She has the words “ROCK STAR” tattooed across her knuckles. He sports a headband worthy of Ralph Macchio in the Karate Kid. And they are so hard-core it hurts.
The boyfriend/girlfriend duo of Ed Livengood and Amber Valentine is better known as Jucifer, and once you hear their music, you will not forget that name.
“Our relationship is awesome,” Valentine said. “The way we relate is really special.”
Valentine not only has a beautifully delicate voice, but also plays an ’80s-style Flying V guitar. Damn, you know that’s hot. Livengood drums on a custom, transparent oversized kit that is also, technically, their bass player.
He runs a hook-up from his bass drum into a large amp. Along with Valentine’s blaring guitar resonation and umpteen amps, this provides enough bass to suit their needs. Those needs, for those who haven’t yet picked it up, are playing really, really loud heavy metal. And when you can do that, what else do you really need?
It only takes one listen to Jucifer’s second full-length release, I Name You Destroyer — how metal is that! –, to realize why they have been generating a buzz in the indie music scene. They have also generated ample success outside of the Athens, Ga., scene they so loudly represent.
“We’ve sold out shows a lot, and in places we didn’t even know we had pockets of fans,” Valentine said. “I don’t even know how many albums we’ve sold … I need to get that info.”
Jucifer manages to blend Valentine’s sweet candy vocals with a hefty barrage of drums and evil guitar licks.
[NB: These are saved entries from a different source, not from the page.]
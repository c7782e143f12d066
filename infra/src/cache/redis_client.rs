//! Redis cache client implementation
//!
//! A multiplexed async connection with retry logic and the handful of
//! commands the token store needs: set with expiry, get, get-and-delete,
//! delete and exists.

use redis::{aio::MultiplexedConnection, AsyncCommands, Client, RedisError, RedisResult};
use std::future::Future;
use std::pin::Pin;
use std::time::Duration;
use tokio::time::sleep;
use tracing::{debug, error, info, warn};

use le_shared::CacheConfig;

use crate::InfrastructureError;

/// Upper bound for the exponential backoff between retries
const MAX_RETRY_DELAY_MS: u64 = 5000;

/// Redis cache client with retry logic
///
/// Cloning is cheap; clones share the multiplexed connection.
#[derive(Clone)]
pub struct RedisClient {
    /// Redis multiplexed connection for async operations
    connection: MultiplexedConnection,
    /// Maximum number of attempts per operation
    max_retries: u32,
    /// Base delay between retries (exponential backoff)
    retry_delay_ms: u64,
}

impl RedisClient {
    /// Connect using the URL and retry settings from `config`
    ///
    /// # Returns
    /// * `Err(InfrastructureError::Config)` - URL cannot be parsed
    /// * `Err(InfrastructureError::Cache)` - Connection failed after all retries
    ///
    /// # Example
    /// ```no_run
    /// use le_shared::CacheConfig;
    /// use le_infra::cache::RedisClient;
    ///
    /// async fn create_client() -> Result<RedisClient, Box<dyn std::error::Error>> {
    ///     let client = RedisClient::new(&CacheConfig::redis("redis://localhost:6379")).await?;
    ///     Ok(client)
    /// }
    /// ```
    pub async fn new(config: &CacheConfig) -> Result<Self, InfrastructureError> {
        info!("Creating Redis client with URL: {}", mask_url(&config.url));

        let client = Client::open(config.url.as_str()).map_err(|e| {
            error!("Failed to parse Redis URL: {}", e);
            InfrastructureError::Config(format!("Invalid Redis URL: {}", e))
        })?;

        let max_retries = config.max_retries.max(1);
        let connection =
            Self::create_connection_with_retry(client, max_retries, config.retry_delay_ms).await?;

        info!("Redis client created successfully");

        Ok(Self {
            connection,
            max_retries,
            retry_delay_ms: config.retry_delay_ms,
        })
    }

    /// Create multiplexed connection with retry logic
    async fn create_connection_with_retry(
        client: Client,
        max_retries: u32,
        retry_delay_ms: u64,
    ) -> Result<MultiplexedConnection, InfrastructureError> {
        let mut attempts = 0;
        let mut delay = retry_delay_ms;

        loop {
            attempts += 1;
            debug!("Attempting to connect to Redis (attempt {})", attempts);

            match client.get_multiplexed_async_connection().await {
                Ok(connection) => return Ok(connection),
                Err(e) if attempts < max_retries => {
                    warn!(
                        "Failed to connect to Redis (attempt {}/{}): {}. Retrying in {}ms...",
                        attempts, max_retries, e, delay
                    );
                    sleep(Duration::from_millis(delay)).await;
                    delay = next_delay(delay);
                }
                Err(e) => {
                    error!("Failed to connect to Redis after {} attempts: {}", attempts, e);
                    return Err(InfrastructureError::Cache(e));
                }
            }
        }
    }

    /// Set a value that expires after `expiry_seconds`
    pub async fn set_with_expiry(
        &self,
        key: &str,
        value: &str,
        expiry_seconds: u64,
    ) -> Result<(), InfrastructureError> {
        debug!("Setting key '{}' with expiry {}s", key, expiry_seconds);

        self.execute_with_retry(|mut conn| {
            let key = key.to_string();
            let value = value.to_string();
            Box::pin(async move { conn.set_ex::<_, _, ()>(key, value, expiry_seconds).await })
        })
        .await
        .map_err(|e| {
            error!("Failed to set key '{}': {}", key, e);
            InfrastructureError::Cache(e)
        })
    }

    /// Get a value, `None` if absent or expired
    pub async fn get(&self, key: &str) -> Result<Option<String>, InfrastructureError> {
        debug!("Getting key '{}'", key);

        self.execute_with_retry(|mut conn| {
            let key = key.to_string();
            Box::pin(async move { conn.get::<_, Option<String>>(key).await })
        })
        .await
        .map_err(|e| {
            error!("Failed to get key '{}': {}", key, e);
            InfrastructureError::Cache(e)
        })
    }

    /// Delete a key, returning whether it existed
    pub async fn delete(&self, key: &str) -> Result<bool, InfrastructureError> {
        debug!("Deleting key '{}'", key);

        self.execute_with_retry(|mut conn| {
            let key = key.to_string();
            Box::pin(async move { conn.del::<_, u32>(key).await })
        })
        .await
        .map(|deleted| deleted > 0)
        .map_err(|e| {
            error!("Failed to delete key '{}': {}", key, e);
            InfrastructureError::Cache(e)
        })
    }

    /// Atomically read and delete a key (`GETDEL`, Redis 6.2+)
    pub async fn get_del(&self, key: &str) -> Result<Option<String>, InfrastructureError> {
        debug!("Taking key '{}'", key);

        self.execute_with_retry(|mut conn| {
            let key = key.to_string();
            Box::pin(async move {
                redis::cmd("GETDEL")
                    .arg(key)
                    .query_async::<_, Option<String>>(&mut conn)
                    .await
            })
        })
        .await
        .map_err(|e| {
            error!("Failed to take key '{}': {}", key, e);
            InfrastructureError::Cache(e)
        })
    }

    /// Check if a key exists
    pub async fn exists(&self, key: &str) -> Result<bool, InfrastructureError> {
        self.execute_with_retry(|mut conn| {
            let key = key.to_string();
            Box::pin(async move { conn.exists::<_, bool>(key).await })
        })
        .await
        .map_err(|e| {
            error!("Failed to check key '{}' existence: {}", key, e);
            InfrastructureError::Cache(e)
        })
    }

    /// Remaining TTL in seconds, `None` if the key is missing or has no expiry
    pub async fn ttl(&self, key: &str) -> Result<Option<i64>, InfrastructureError> {
        let ttl = self
            .execute_with_retry(|mut conn| {
                let key = key.to_string();
                Box::pin(async move { conn.ttl::<_, i64>(key).await })
            })
            .await
            .map_err(InfrastructureError::Cache)?;

        Ok(if ttl >= 0 { Some(ttl) } else { None })
    }

    /// PING the server
    pub async fn health_check(&self) -> Result<bool, InfrastructureError> {
        let response = self
            .execute_with_retry(|mut conn| {
                Box::pin(async move {
                    redis::cmd("PING").query_async::<_, String>(&mut conn).await
                })
            })
            .await
            .map_err(|e| {
                error!("Redis health check failed: {}", e);
                InfrastructureError::Cache(e)
            })?;

        if response != "PONG" {
            warn!("Redis health check returned unexpected response: {}", response);
        }
        Ok(response == "PONG")
    }

    /// Execute a Redis operation, retrying transient failures with
    /// exponential backoff
    async fn execute_with_retry<F, T>(&self, operation: F) -> RedisResult<T>
    where
        F: Fn(MultiplexedConnection) -> Pin<Box<dyn Future<Output = RedisResult<T>> + Send>>,
    {
        let mut attempts = 0;
        let mut delay = self.retry_delay_ms;

        loop {
            attempts += 1;

            match operation(self.connection.clone()).await {
                Ok(result) => return Ok(result),
                Err(e) if attempts < self.max_retries && is_retriable_error(&e) => {
                    warn!(
                        "Redis operation failed (attempt {}/{}): {}. Retrying in {}ms...",
                        attempts, self.max_retries, e, delay
                    );
                    sleep(Duration::from_millis(delay)).await;
                    delay = next_delay(delay);
                }
                Err(e) => return Err(e),
            }
        }
    }
}

/// Doubles the delay, capped at five seconds
pub(crate) fn next_delay(delay_ms: u64) -> u64 {
    delay_ms.saturating_mul(2).min(MAX_RETRY_DELAY_MS)
}

/// Whether an error is transient and the operation worth retrying
pub(crate) fn is_retriable_error(error: &RedisError) -> bool {
    matches!(
        error.kind(),
        redis::ErrorKind::IoError
            | redis::ErrorKind::ClientError
            | redis::ErrorKind::BusyLoadingError
            | redis::ErrorKind::TryAgain
    )
}

/// Mask credentials in a Redis URL for logging
pub(crate) fn mask_url(url: &str) -> String {
    if let (Some(at_pos), Some(proto_end)) = (url.rfind('@'), url.find("://")) {
        if at_pos > proto_end {
            return format!("{}****{}", &url[..proto_end + 3], &url[at_pos..]);
        }
    }
    url.to_string()
}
It doesn’t sound too pretty in theory, but they pull it off, somehow, with hard-rawkin’ precision.
And that formula makes for a killer album.
The violent “Queen B” and self-explanatory “Fight Song” secrete metal-ness that would make Iron Maiden proud. How Valentine can sound so pretty one minute and then shriek with bleak indignance the next isn’t even worth pondering — the worth is in the listen.
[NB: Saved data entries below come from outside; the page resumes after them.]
//! Tracing subscriber setup

use tracing_subscriber::{fmt, layer::SubscriberExt, util::SubscriberInitExt, EnvFilter};

use le_shared::{LogFormat, LoggingConfig};

use crate::InfrastructureError;

/// Build the level filter; `RUST_LOG` wins over the configured level
pub fn env_filter(config: &LoggingConfig) -> Result<EnvFilter, InfrastructureError> {
    if let Ok(directives) = std::env::var("RUST_LOG") {
        if !directives.trim().is_empty() {
            return EnvFilter::try_new(&directives).map_err(|e| {
                InfrastructureError::Config(format!("Invalid RUST_LOG '{}': {}", directives, e))
            });
        }
    }

    EnvFilter::try_new(&config.level).map_err(|e| {
        InfrastructureError::Config(format!("Invalid log level '{}': {}", config.level, e))
    })
}

/// Install the global tracing subscriber
///
/// Fails if the level directive is invalid or a subscriber is already set.
pub fn init_tracing(config: &LoggingConfig) -> Result<(), InfrastructureError> {
    let filter = env_filter(config)?;
    let source = config.source_location;
    let registry = tracing_subscriber::registry().with(filter);

    let result = match config.format {
        LogFormat::Json => registry
            .with(
                fmt::layer()
                    .json()
                    .with_file(source)
                    .with_line_number(source),
            )
            .try_init(),
        LogFormat::Pretty => registry
            .with(
                fmt::layer()
                    .pretty()
                    .with_file(source)
                    .with_line_number(source),
            )
            .try_init(),
        LogFormat::Compact => registry
            .with(
                fmt::layer()
                    .compact()
                    .with_file(source)
                    .with_line_number(source),
            )
            .try_init(),
    };

    result.map_err(|e| {
        InfrastructureError::General(format!("Failed to install tracing subscriber: {}", e))
    })
}
//! Cache module for Redis-based token state
//!
//! This module provides the Redis client with retry logic and the
//! `TokenStore` implementation built on it.

pub mod redis_client;
pub mod redis_token_store;


pub use redis_client::RedisClient;
pub use redis_token_store::RedisTokenStore;

// Re-export commonly used types
pub use le_shared::CacheConfig;
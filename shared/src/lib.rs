//! Shared utilities and common types for the LegalEase server
//!
//! This crate provides common functionality used across all server modules:
//! - Configuration types loaded from the environment
//! - Configuration error types
//! - Utility functions (email validation)

pub mod config;
pub mod errors;
pub mod utils;

// Re-export commonly used items at crate root
pub use config::{
    AppConfig, AuthConfig, CacheConfig, Environment, JwtConfig, LogFormat, LoggingConfig,
    TokenStoreBackend,
};
pub use errors::{ConfigError, ConfigResult};
pub use utils::validation;
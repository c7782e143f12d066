//! Email validation and masking utilities

use once_cell::sync::Lazy;
use regex::Regex;

// Pragmatic address check: one `@`, no whitespace, dotted domain
static EMAIL_REGEX: Lazy<Regex> = Lazy::new(|| {
    Regex::new(r"^[A-Za-z0-9._%+\-]+@[A-Za-z0-9\-]+(\.[A-Za-z0-9\-]+)*\.[A-Za-z]{2,}$").unwrap()
});

/// Normalize an email address for lookups (trimmed, lowercase)
pub fn normalize_email(email: &str) -> String {
    email.trim().to_lowercase()
}

/// Check if an email address is syntactically valid
pub fn is_valid_email(email: &str) -> bool {
    EMAIL_REGEX.is_match(email.trim())
}

/// Mask an email address for logs (e.g., a***@example.com)
pub fn mask_email(email: &str) -> String {
    match email.split_once('@') {
        Some((local, domain)) => {
            let first: String = local.chars().take(1).collect();
            format!("{}***@{}", first, domain)
        }
        None => "***".to_string(),
    }
}
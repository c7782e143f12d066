//! In-memory implementations of the core repository traits

use async_trait::async_trait;
use chrono::Utc;
use std::collections::HashMap;
use std::sync::Arc;
use tokio::sync::RwLock;
use uuid::Uuid;

use le_core::domain::entities::{Consultation, Lawyer, User};
use le_core::errors::DomainError;
use le_core::repositories::{ConsultationRepository, LawyerRepository, UserRepository};
use le_shared::validation::normalize_email;

/// In-memory user repository keyed by user id
#[derive(Clone, Default)]
pub struct InMemoryUserRepository {
    users: Arc<RwLock<HashMap<Uuid, User>>>,
}

impl InMemoryUserRepository {
    pub fn new() -> Self {
        Self::default()
    }
}

#[async_trait]
impl UserRepository for InMemoryUserRepository {
    async fn find_by_id(&self, id: Uuid) -> Result<Option<User>, DomainError> {
        let users = self.users.read().await;
        Ok(users.get(&id).cloned())
    }

    async fn find_by_email(&self, email: &str) -> Result<Option<User>, DomainError> {
        let email = normalize_email(email);
        let users = self.users.read().await;
        Ok(users.values().find(|u| u.email == email).cloned())
    }

    async fn create(&self, user: User) -> Result<User, DomainError> {
        let mut users = self.users.write().await;

        if users.values().any(|u| u.email == user.email) {
            return Err(DomainError::BusinessRule {
                message: "Email already registered".to_string(),
            });
        }

        users.insert(user.id, user.clone());
        Ok(user)
    }
}

/// In-memory lawyer directory keyed by lawyer id
#[derive(Clone, Default)]
pub struct InMemoryLawyerRepository {
    lawyers: Arc<RwLock<HashMap<Uuid, Lawyer>>>,
}

impl InMemoryLawyerRepository {
    pub fn new() -> Self {
        Self::default()
    }
}

/// Stable listing order for map-backed stores
fn by_name(mut lawyers: Vec<Lawyer>) -> Vec<Lawyer> {
    lawyers.sort_by(|a, b| a.name.cmp(&b.name).then(a.id.cmp(&b.id)));
    lawyers
}

#[async_trait]
impl LawyerRepository for InMemoryLawyerRepository {
    async fn find_by_id(&self, id: Uuid) -> Result<Option<Lawyer>, DomainError> {
        let lawyers = self.lawyers.read().await;
        Ok(lawyers.get(&id).cloned())
    }

    async fn list(&self) -> Result<Vec<Lawyer>, DomainError> {
        let lawyers = self.lawyers.read().await;
        Ok(by_name(lawyers.values().cloned().collect()))
    }

    async fn search(&self, query: &str) -> Result<Vec<Lawyer>, DomainError> {
        let lawyers = self.lawyers.read().await;
        Ok(by_name(
            lawyers.values().filter(|l| l.matches(query)).cloned().collect(),
        ))
    }

    async fn create(&self, lawyer: Lawyer) -> Result<Lawyer, DomainError> {
        let mut lawyers = self.lawyers.write().await;

        if lawyers.contains_key(&lawyer.id) {
            return Err(DomainError::BusinessRule {
                message: "Lawyer profile already exists".to_string(),
            });
        }

        lawyers.insert(lawyer.id, lawyer.clone());
        Ok(lawyer)
    }

    async fn update(&self, mut lawyer: Lawyer) -> Result<Lawyer, DomainError> {
        let mut lawyers = self.lawyers.write().await;

        match lawyers.get_mut(&lawyer.id) {
            Some(existing) => {
                lawyer.updated_at = Utc::now();
                *existing = lawyer.clone();
                Ok(lawyer)
            }
            None => Err(DomainError::not_found("lawyer")),
        }
    }
}

/// In-memory consultation store keyed by consultation id
#[derive(Clone, Default)]
pub struct InMemoryConsultationRepository {
    consultations: Arc<RwLock<HashMap<Uuid, Consultation>>>,
}

impl InMemoryConsultationRepository {
    pub fn new() -> Self {
        Self::default()
    }
}

#[async_trait]
impl ConsultationRepository for InMemoryConsultationRepository {
    async fn create(&self, consultation: Consultation) -> Result<Consultation, DomainError> {
        let mut consultations = self.consultations.write().await;

        if consultations.contains_key(&consultation.id) {
            return Err(DomainError::BusinessRule {
                message: "Consultation already exists".to_string(),
            });
        }

        consultations.insert(consultation.id, consultation.clone());
        Ok(consultation)
    }

    async fn find_by_id(&self, id: Uuid) -> Result<Option<Consultation>, DomainError> {
        let consultations = self.consultations.read().await;
        Ok(consultations.get(&id).cloned())
    }

    async fn find_by_client(&self, client_id: Uuid) -> Result<Vec<Consultation>, DomainError> {
        let consultations = self.consultations.read().await;
        Ok(consultations
            .values()
            .filter(|c| c.client_id == client_id)
            .cloned()
            .collect())
    }

    async fn find_by_lawyer(&self, lawyer_id: Uuid) -> Result<Vec<Consultation>, DomainError> {
        let consultations = self.consultations.read().await;
        Ok(consultations
            .values()
            .filter(|c| c.lawyer_id == lawyer_id)
            .cloned()
            .collect())
    }

    async fn update(&self, consultation: Consultation) -> Result<Consultation, DomainError> {
        let mut consultations = self.consultations.write().await;

        match consultations.get_mut(&consultation.id) {
            Some(existing) => {
                *existing = consultation.clone();
                Ok(consultation)
            }
            None => Err(DomainError::not_found("consultation")),
        }
    }
}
The core of I Name You Destroyer is the ubiquitous, indefinable metal-pop. The song that best signifies Jucifer’s studio sound is “Amplifier.” It is an infectious pop-distortion tune that matches Valentine’s snide lyrical delivery (“I like Becky’s amplifier/Love to hear her sing … /Pop-rocks in her nostrils cause she loves her PCP”) with Livengood’s hypnotic, persistent drumbeat, Mission Impossible style.
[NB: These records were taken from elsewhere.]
//! Session flow implementation

use std::sync::Arc;
use tracing::{info, warn};

use le_shared::validation::{mask_email, normalize_email};

use crate::domain::entities::token::TokenPair;
use crate::domain::entities::user::User;
use crate::errors::{DomainError, DomainResult};
use crate::repositories::{TokenStore, UserRepository};
use crate::services::token::TokenService;

/// Service coordinating the token lifecycle for authenticated users
pub struct SessionService<U, S>
where
    U: UserRepository,
    S: TokenStore,
{
    /// User repository for subject lookups
    user_repository: Arc<U>,
    /// Token service for JWT and refresh-token management
    token_service: Arc<TokenService<S>>,
}

impl<U, S> SessionService<U, S>
where
    U: UserRepository,
    S: TokenStore,
{
    /// Create a new session service
    ///
    /// # Arguments
    ///
    /// * `user_repository` - Repository resolving users by id and email
    /// * `token_service` - Service for token issuance and revocation
    pub fn new(user_repository: Arc<U>, token_service: Arc<TokenService<S>>) -> Self {
        Self {
            user_repository,
            token_service,
        }
    }

    /// Issue a token pair for a user whose credentials were already checked
    ///
    /// # Returns
    ///
    /// * `Ok(TokenPair)` - Fresh access and refresh tokens
    /// * `Err(DomainError::NotFound)` - No user with that email
    pub async fn start_session(&self, email: &str) -> DomainResult<TokenPair> {
        let email = normalize_email(email);
        let user = self
            .user_repository
            .find_by_email(&email)
            .await?
            .ok_or_else(|| DomainError::not_found("user"))?;

        let pair = self.token_service.issue_token_pair(&user).await?;
        info!(user_id = %user.id, email = %mask_email(&user.email), "Session started");
        Ok(pair)
    }

    /// Exchange a refresh token for a new pair, revoking the old token
    ///
    /// The old token is consumed before anything else, so concurrent
    /// refreshes with the same token yield at most one new pair.
    ///
    /// # Returns
    ///
    /// * `Ok(TokenPair)` - Rotated tokens
    /// * `Err(DomainError::NotFound)` - Refresh token inactive or already
    ///   used, or its user is gone
    pub async fn refresh_session(&self, refresh_token: &str) -> DomainResult<TokenPair> {
        let user_id = self
            .token_service
            .consume_refresh_token(refresh_token)
            .await?
            .ok_or_else(|| DomainError::not_found("refresh token"))?;

        let user = self.user_repository.find_by_id(user_id).await?.ok_or_else(|| {
            warn!(user_id = %user_id, "Refresh token belonged to a missing user");
            DomainError::not_found("user")
        })?;

        let pair = self.token_service.issue_token_pair(&user).await?;

        info!(user_id = %user.id, "Session refreshed");
        Ok(pair)
    }

    /// Revoke the tokens of a session; repeating the call is harmless
    pub async fn end_session(
        &self,
        access_token: &str,
        refresh_token: Option<&str>,
    ) -> DomainResult<()> {
        self.token_service.blacklist_access_token(access_token).await?;
        if let Some(refresh_token) = refresh_token {
            self.token_service.revoke_refresh_token(refresh_token).await?;
        }

        info!(refresh_revoked = refresh_token.is_some(), "Session ended");
        Ok(())
    }

    /// Resolve the user behind a usable access token
    ///
    /// # Returns
    ///
    /// * `Ok(User)` - Token is valid, not blacklisted, and its subject exists
    /// * `Err(DomainError::Token(_))` - Invalid, expired, or revoked token
    /// * `Err(DomainError::Unauthorized)` - Subject no longer exists
    pub async fn authenticate(&self, access_token: &str) -> DomainResult<User> {
        let email = self
            .token_service
            .authenticate_access_token(access_token)
            .await?;

        self.user_repository
            .find_by_email(&email)
            .await?
            .ok_or(DomainError::Unauthorized)
    }
}
//! Consultation entity and its status lifecycle.

use chrono::{DateTime, Utc};
use serde::{Deserialize, Serialize};
use uuid::Uuid;

/// Lifecycle status of a consultation
#[derive(Debug, Clone, Copy, PartialEq, Eq, Hash, Serialize, Deserialize)]
#[serde(rename_all = "SCREAMING_SNAKE_CASE")]
pub enum ConsultationStatus {
    /// Requested by a client, awaiting the lawyer
    Pending,
    /// Accepted by the lawyer
    Confirmed,
    /// Declined by the lawyer
    Rejected,
    /// Took place
    Completed,
    /// Withdrawn before it took place
    Cancelled,
}

impl ConsultationStatus {
    /// Whether moving from `self` to `next` is allowed
    pub fn can_transition_to(self, next: ConsultationStatus) -> bool {
        use ConsultationStatus::*;
        matches!(
            (self, next),
            (Pending, Confirmed)
                | (Pending, Rejected)
                | (Pending, Cancelled)
                | (Confirmed, Completed)
                | (Confirmed, Cancelled)
        )
    }

    /// Terminal statuses accept no further transitions
    pub fn is_terminal(self) -> bool {
        matches!(
            self,
            ConsultationStatus::Rejected
                | ConsultationStatus::Completed
                | ConsultationStatus::Cancelled
        )
    }
}

impl std::fmt::Display for ConsultationStatus {
    fn fmt(&self, f: &mut std::fmt::Formatter<'_>) -> std::fmt::Result {
        let s = match self {
            ConsultationStatus::Pending => "PENDING",
            ConsultationStatus::Confirmed => "CONFIRMED",
            ConsultationStatus::Rejected => "REJECTED",
            ConsultationStatus::Completed => "COMPLETED",
            ConsultationStatus::Cancelled => "CANCELLED",
        };
        write!(f, "{}", s)
    }
}

/// A scheduled meeting between a client and a lawyer
#[derive(Debug, Clone, PartialEq, Eq, Serialize, Deserialize)]
pub struct Consultation {
    pub id: Uuid,
    pub client_id: Uuid,
    pub lawyer_id: Uuid,
    pub scheduled_at: DateTime<Utc>,
    pub status: ConsultationStatus,
    pub notes: Option<String>,
    pub created_at: DateTime<Utc>,
    pub updated_at: DateTime<Utc>,
}

impl Consultation {
    /// Creates a new pending consultation
    pub fn new(client_id: Uuid, lawyer_id: Uuid, scheduled_at: DateTime<Utc>) -> Self {
        let now = Utc::now();
        Self {
            id: Uuid::new_v4(),
            client_id,
            lawyer_id,
            scheduled_at,
            status: ConsultationStatus::Pending,
            notes: None,
            created_at: now,
            updated_at: now,
        }
    }

    /// Moves to `next` if the lifecycle allows it
    ///
    /// # Returns
    ///
    /// `true` if the status changed, `false` if the transition is not allowed
    pub fn transition_to(&mut self, next: ConsultationStatus) -> bool {
        if !self.status.can_transition_to(next) {
            return false;
        }
        self.status = next;
        self.updated_at = Utc::now();
        true
    }
}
“Lazing” showcases a bit of xylophone-play, while on “Surface Tension,” Valentine wipes the dust off the acoustic guitar. Both, while they show the softer side of Valentine’s venom, will still scare the children.
Jucifer’s interesting ever-present contrast between soft and hard makes I Name You Destroyer a great album and provides a unique sound which Valentine and Livengood could possibly progress musically but maybe not popularly.
“If mainstream success was our goal, we’d have it,” Valentine said. “But we aren’t in it for money, attention or to get laid.”
Jucifer’s show at the Orpheum, in Ybor city, on Friday night was a study in the style and sound differential that a band puts forth live compared to its studio recording. Gone was any semblance of catchy, infectious fuzz-pop. It was replaced by reverberating heavy-metal doom that gained momentum with every powerfully deafening song.
“We like to make records you can chill out with,” Valentine said. “But as far as playing live, our shows are full-on; loud, heavy and strange. Bring ear plugs.”
Valentine and Livengood made more noise live than I had ever heard in my entire life — and there are only two of them. Had I gone deaf, though, I wouldn’t have minded too much. It was that good.
Valentine and Livengood played in front of the Berlin Wall of amplifiers. She shrieked lyrics out demonically, strutted angelically and played guitar heavenly … and heavily. He used his drumsticks as weapons, slashing relentlessly at his drum kit during the maniacal show. At one point, Livengood was thrown from his drum set, possibly by the sheer rock ‘n’ roll of it all, and laid motionless on the stage, his face contorted in pain.
But, like a fallen hero, he slowly staggered back up, grabbed a new pair of drumsticks and commenced the maddening drumming.
The Jucifer live experience truly was all sound and fury, signifying Valentine and Livengood’s own personal metal Armageddon.